Could we have some advice on whether we should stick with this plan; if so which 5850; or if there is an appropriate nVidia card to consider, value-for-money-wise?
With the extra £100, then £235 will be the absolute upper limit.

We have no preference on whether we choose ATi or NVIDIA.
She doesn't want to upgrade anytime soon.
It's just a gaming rig with 1 monitor and a 42" TV, no CUDA or Eyefinity needed.
We don't really want to settle for a 5770 as she'll be most likely gaming on her 42" tv at 1920x1080.
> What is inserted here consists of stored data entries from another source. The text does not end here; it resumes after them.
impl Music {
    pub fn new(
        config: Arc<Config>,
        transport: Arc<dyn VoiceTransport>,
        members: Arc<dyn MemberDirectory>,
        notifier: Arc<dyn Notifier>,
        resolver: Arc<AudioResolver>,
        radio: Arc<RadioDirectory>,
    ) -> Arc<Self> {
        let sessions = SessionRegistry::new();
        let queues = QueueRegistry::new();
        let controller = PlaybackController::new(
            Arc::clone(&transport),
            Arc::clone(&notifier),
            Arc::clone(&members),
            Arc::clone(&sessions),
            Arc::clone(&queues),
            Arc::clone(&resolver),
        );
        let expander = PlaylistExpander::new(Arc::clone(&resolver));
        Arc::new(Self {
            config,
            sessions,
            queues,
            resolver,
            controller,
            expander,
            transport,
            members,
            notifier,
            radio,
        })
    }

    /// Vincula la guild al canal de texto y arranca el driver de su sesión.
    /// Repetir el mismo canal es idempotente; otro canal es `AlreadyBound`.
    pub fn bind_channel(&self, guild: GuildId, text_channel: ChannelId) -> MusicResult<()> {
        match self.sessions.bind(guild, text_channel, self.config.default_volume)? {
            Bound::Created { handle, events } => {
                self.controller.spawn_driver(handle, events);
            }
            Bound::Existing(_) => {}
        }
        Ok(())
    }

    /// Desvincula: frena lo que suene, abandona la voz y desmonta la sesión.
    /// Sin sesión es un no-op.
    pub async fn unbind_channel(&self, guild: GuildId) {
        let Some(handle) = self.sessions.get(guild) else {
            return;
        };
        let mut session = handle.lock().await;
        self.controller.stop(&handle, &mut session, true).await;
    }

    pub fn bound_channel(&self, guild: GuildId) -> Option<ChannelId> {
        self.sessions.bound_channel(guild)
    }

    /// Se une al canal de voz del solicitante y vincula el canal de texto.
    pub async fn connect(
        &self,
        guild: GuildId,
        voice_channel: Option<ChannelId>,
        text_channel: ChannelId,
    ) -> MusicResult<ChannelId> {
        let channel = voice_channel.ok_or(MusicError::NotInVoiceChannel)?;
        self.bind_channel(guild, text_channel)?;
        if !self.members.can_join(guild, channel) {
            return Err(MusicError::NoPermission);
        }
        let handle = self.sessions.get(guild).ok_or(MusicError::NotBound)?;
        if let Err(e) = self.transport.join(guild, channel, handle.event_sink()).await {
            warn!("⚠️ Guild {}: no pude unirme a {}: {}", guild, channel, e);
            return Err(e);
        }
        Ok(channel)
    }

    /// Resuelve la fuente y la arranca o la encola según el estado.
    pub async fn add(&self, guild: GuildId, source: Source) -> MusicResult<Added> {
        let handle = self.guard_connected(guild)?;
        let media = self.resolver.resolve(&source, handle.cancel_token()).await?;
        self.admit(guild, handle, media).await
    }

    /// Variante SoundCloud: búsqueda de texto que trae el stream mp3 directo.
    pub async fn add_soundcloud(&self, guild: GuildId, query: &str) -> MusicResult<Added> {
        let handle = self.guard_connected(guild)?;
        let media = self
            .resolver
            .resolve_soundcloud(query, handle.cancel_token())
            .await?;
        self.admit(guild, handle, media).await
    }

    fn guard_connected(&self, guild: GuildId) -> MusicResult<Arc<SessionHandle>> {
        let handle = self.sessions.get(guild).ok_or(MusicError::NotBound)?;
        if !self.transport.is_connected(guild) {
            return Err(MusicError::NotInVoiceChannel);
        }
        Ok(handle)
    }

    async fn admit(
        &self,
        guild: GuildId,
        handle: Arc<SessionHandle>,
        media: MediaInfo,
    ) -> MusicResult<Added> {
        if let Some(seconds) = media.duration_secs {
            let max = self.config.max_media_seconds;
            if seconds > max {
                return Err(MusicError::SourceTooLong { seconds, max });
            }
        }

        // La sesión pudo desmontarse o recrearse mientras resolvíamos.
        let current = self.sessions.get(guild).ok_or(MusicError::Cancelled)?;
        if !Arc::ptr_eq(&current, &handle) {
            return Err(MusicError::Cancelled);
        }

        let mut session = handle.lock().await;
        if session.is_playing() {
            let queue = self.queues.for_guild(guild);
            queue.push(QueueEntry::for_media(media.clone()));
            let position = queue.len();
            self.notifier
                .send(
                    handle.text_channel(),
                    &format!("✅  |  En cola (#{}): **{}**", position, media.title),
                )
                .await;
            Ok(Added { media, position: Some(position) })
        } else {
            self.controller
                .start_media(&handle, &mut session, media.clone())
                .await?;
            Ok(Added { media, position: None })
        }
    }

    /// Salta la pista actual, directo o por votación según la ocupación.
    pub async fn skip(
        &self,
        guild: GuildId,
        requester: UserId,
        force: bool,
    ) -> MusicResult<VoteOutcome> {
        let handle = self.sessions.get(guild).ok_or(MusicError::NotBound)?;
        let channel = self
            .transport
            .current_channel(guild)
            .await
            .ok_or(MusicError::NotInVoiceChannel)?;
        let occupancy = self.members.occupancy(guild, channel);

        let mut session = handle.lock().await;
        if force || occupancy.total <= VOTE_EXEMPT_POPULATION {
            self.controller.skip(&handle, &mut session).await;
            return Ok(VoteOutcome::Executed);
        }
        match session
            .votes
            .register(VoteAction::Skip, requester, occupancy.eligible)
        {
            VoteOutcome::Executed => {
                self.controller.skip(&handle, &mut session).await;
                Ok(VoteOutcome::Executed)
            }
            other => Ok(other),
        }
    }

    /// Vacía la cola, directo o por votación. La pista actual no se toca.
    pub async fn clear(
        &self,
        guild: GuildId,
        requester: UserId,
        force: bool,
    ) -> MusicResult<VoteOutcome> {
        let handle = self.sessions.get(guild).ok_or(MusicError::NotBound)?;
        let channel = self
            .transport
            .current_channel(guild)
            .await
            .ok_or(MusicError::NotInVoiceChannel)?;
        let occupancy = self.members.occupancy(guild, channel);

        let mut session = handle.lock().await;
        if force || occupancy.total <= VOTE_EXEMPT_POPULATION {
            self.clear_queue(guild, &handle).await;
            return Ok(VoteOutcome::Executed);
        }
        match session
            .votes
            .register(VoteAction::Clear, requester, occupancy.eligible)
        {
            VoteOutcome::Executed => {
                self.clear_queue(guild, &handle).await;
                Ok(VoteOutcome::Executed)
            }
            other => Ok(other),
        }
    }

    async fn clear_queue(&self, guild: GuildId, handle: &SessionHandle) {
        let removed = self.queues.for_guild(guild).clear();
        info!("🗑️ Guild {}: cola limpiada ({} elementos)", guild, removed);
        self.notifier
            .send(
                handle.text_channel(),
                &format!("🗑️  |  Cola limpiada ({} elementos)", removed),
            )
            .await;
    }

    /// Fija el volumen (0–100 %); rige a partir del próximo arranque.
    pub async fn set_volume(&self, guild: GuildId, percent: u8) -> MusicResult<()> {
        let handle = self.sessions.get(guild).ok_or(MusicError::NotBound)?;
        let mut session = handle.lock().await;
        session.volume = volume_factor(percent);
        info!("🔊 Guild {}: volumen al {} %", guild, percent.min(100));
        Ok(())
    }

    /// Lo que suena ahora, con el descriptor en vivo si es radio.
    pub async fn playing(&self, guild: GuildId) -> Option<NowPlayingInfo> {
        let handle = self.sessions.get(guild)?;
        let session = handle.lock().await;
        match &session.playback {
            PlaybackState::Playing { media: NowPlaying::Media(info), .. } => {
                Some(NowPlayingInfo::Media(info.clone()))
            }
            PlaybackState::Playing { media: NowPlaying::Radio(url), .. } => {
                Some(NowPlayingInfo::Radio {
                    track: self.radio.now_playing(url),
                    stream_url: url.clone(),
                })
            }
            _ => None,
        }
    }

    /// Arranca una emisora de radio en vivo.
    pub async fn stream(&self, guild: GuildId, station: &RadioStation) -> MusicResult<()> {
        let handle = self.guard_connected(guild)?;
        let mut session = handle.lock().await;
        self.controller
            .start_radio(&handle, &mut session, station.stream_url.to_string())
            .await
    }

    /// Alguien salió de voz: si el bot quedó solo en su canal, se despide.
    pub async fn on_voice_leave(&self, guild: GuildId, channel: ChannelId) {
        let Some(handle) = self.sessions.get(guild) else {
            return;
        };
        if self.transport.current_channel(guild).await != Some(channel) {
            return;
        }
        if !self.members.occupancy(guild, channel).bot_is_alone() {
            return;
        }
        info!("🎧 Guild {}: el canal {} quedó sin oyentes", guild, channel);
        self.notifier
            .send(handle.text_channel(), "🎧  |  Me quedé solo, hasta luego")
            .await;
        let mut session = handle.lock().await;
        self.controller.stop(&handle, &mut session, true).await;
    }

    /// Encolado pasivo: un link de watch o de playlist pegado en el canal
    /// vinculado entra a la cola sin comando, y el mensaje original se borra.
    pub async fn on_message(
        &self,
        guild: GuildId,
        channel: ChannelId,
        message: MessageId,
        content: &str,
    ) {
        let Some(handle) = self.sessions.get(guild) else {
            return;
        };
        if handle.text_channel() != channel || !self.transport.is_connected(guild) {
            return;
        }

        let link = links::parse_link(content).unwrap_or_default();
        if let Some(playlist_id) = link.playlist {
            self.expand_playlist(guild, &handle, channel, message, &playlist_id)
                .await;
        } else if let Some(video_id) = links::strict_watch_id(content.trim()) {
            self.enqueue_watch_link(guild, &handle, channel, message, &video_id)
                .await;
        }
    }

    async fn enqueue_watch_link(
        &self,
        guild: GuildId,
        handle: &Arc<SessionHandle>,
        channel: ChannelId,
        message: MessageId,
        video_id: &str,
    ) {
        if let Err(e) = self.resolver.validate(video_id, handle.cancel_token()).await {
            self.notifier.send(channel, &format!("❌  |  {}", e)).await;
            return;
        }
        match self.add(guild, Source::Id(video_id.to_string())).await {
            Ok(_) => self.notifier.delete(channel, message).await,
            Err(e) => {
                self.notifier.send(channel, &format!("❌  |  {}", e)).await;
            }
        }
    }

    async fn expand_playlist(
        &self,
        guild: GuildId,
        handle: &Arc<SessionHandle>,
        channel: ChannelId,
        message: MessageId,
        playlist_id: &str,
    ) {
        let progress = self.notifier.send(channel, "⏳  |  Encolando playlist…").await;
        let queue = self.queues.for_guild(guild);
        let result = self
            .expander
            .expand(playlist_id, handle.cancel_token(), |id| {
                let queue = Arc::clone(&queue);
                let resolver = Arc::clone(&self.resolver);
                let cancel = handle.cancel_token().clone();
                async move {
                    resolver.validate(&id, &cancel).await?;
                    queue.push(QueueEntry::Deferred { id, kind: SourceKind::Video });
                    Ok(())
                }
                .boxed()
            })
            .await;

        match result {
            Ok(expanded) => {
                if let Some(progress) = &progress {
                    self.notifier
                        .edit(
                            progress,
                            &format!("✅  |  Playlist encolada: {} elementos", expanded.enqueued),
                        )
                        .await;
                }
                let mut session = handle.lock().await;
                if !session.is_playing() {
                    self.controller.advance(handle, &mut session).await;
                }
                drop(session);
                self.notifier.delete(channel, message).await;
            }
            Err(e) => match &progress {
                Some(progress) => self.notifier.edit(progress, &format!("❌  |  {}", e)).await,
                None => {
                    self.notifier.send(channel, &format!("❌  |  {}", e)).await;
                }
            },
        }
    }

    /// Apagado ordenado: avisa en cada canal vinculado y desmonta todo.
    pub async fn shutdown(&self) {
        let guilds = self.sessions.guilds();
        info!("🛑 Apagando reproducción en {} sesiones", guilds.len());
        for guild in guilds {
            let Some(handle) = self.sessions.get(guild) else {
                continue;
            };
            self.notifier
                .send(handle.text_channel(), "🛑  |  Apagando, la reproducción termina aquí")
                .await;
            let mut session = handle.lock().await;
            self.controller.stop(&handle, &mut session, true).await;
        }
    }

    /// Desmonta las sesiones cuya guild ya no existe.
    pub async fn sweep(&self, live: &[GuildId]) {
        for guild in self.sessions.guilds() {
            if live.contains(&guild) {
                continue;
            }
            warn!("🧹 Guild {} ya no existe, desmontando su sesión", guild);
            if let Some(handle) = self.sessions.get(guild) {
                let mut session = handle.lock().await;
                self.controller.stop(&handle, &mut session, true).await;
            }
        }
    }
}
So... £235 tops, heavy gaming, red or green?
One other thing: we don't mind getting a slightly lower performing card, in favour of a longer warranty, so please consider warranty too.

Thanks everyone.


----------



## WhiteLotus (Aug 15, 2010)

bloody hell what does your mum like to game? 

I would get a fairly decent card, but not awesome. As with 6000 series coming out soon you could get another in the sales and crossfire later on, or upgrade although you did say you didn't want to do that.


----------



## aCid888* (Aug 15, 2010)

Get a cheap 920 from the US and do some overclocking.

'Downgrade' to a 650w Corsair and save some money.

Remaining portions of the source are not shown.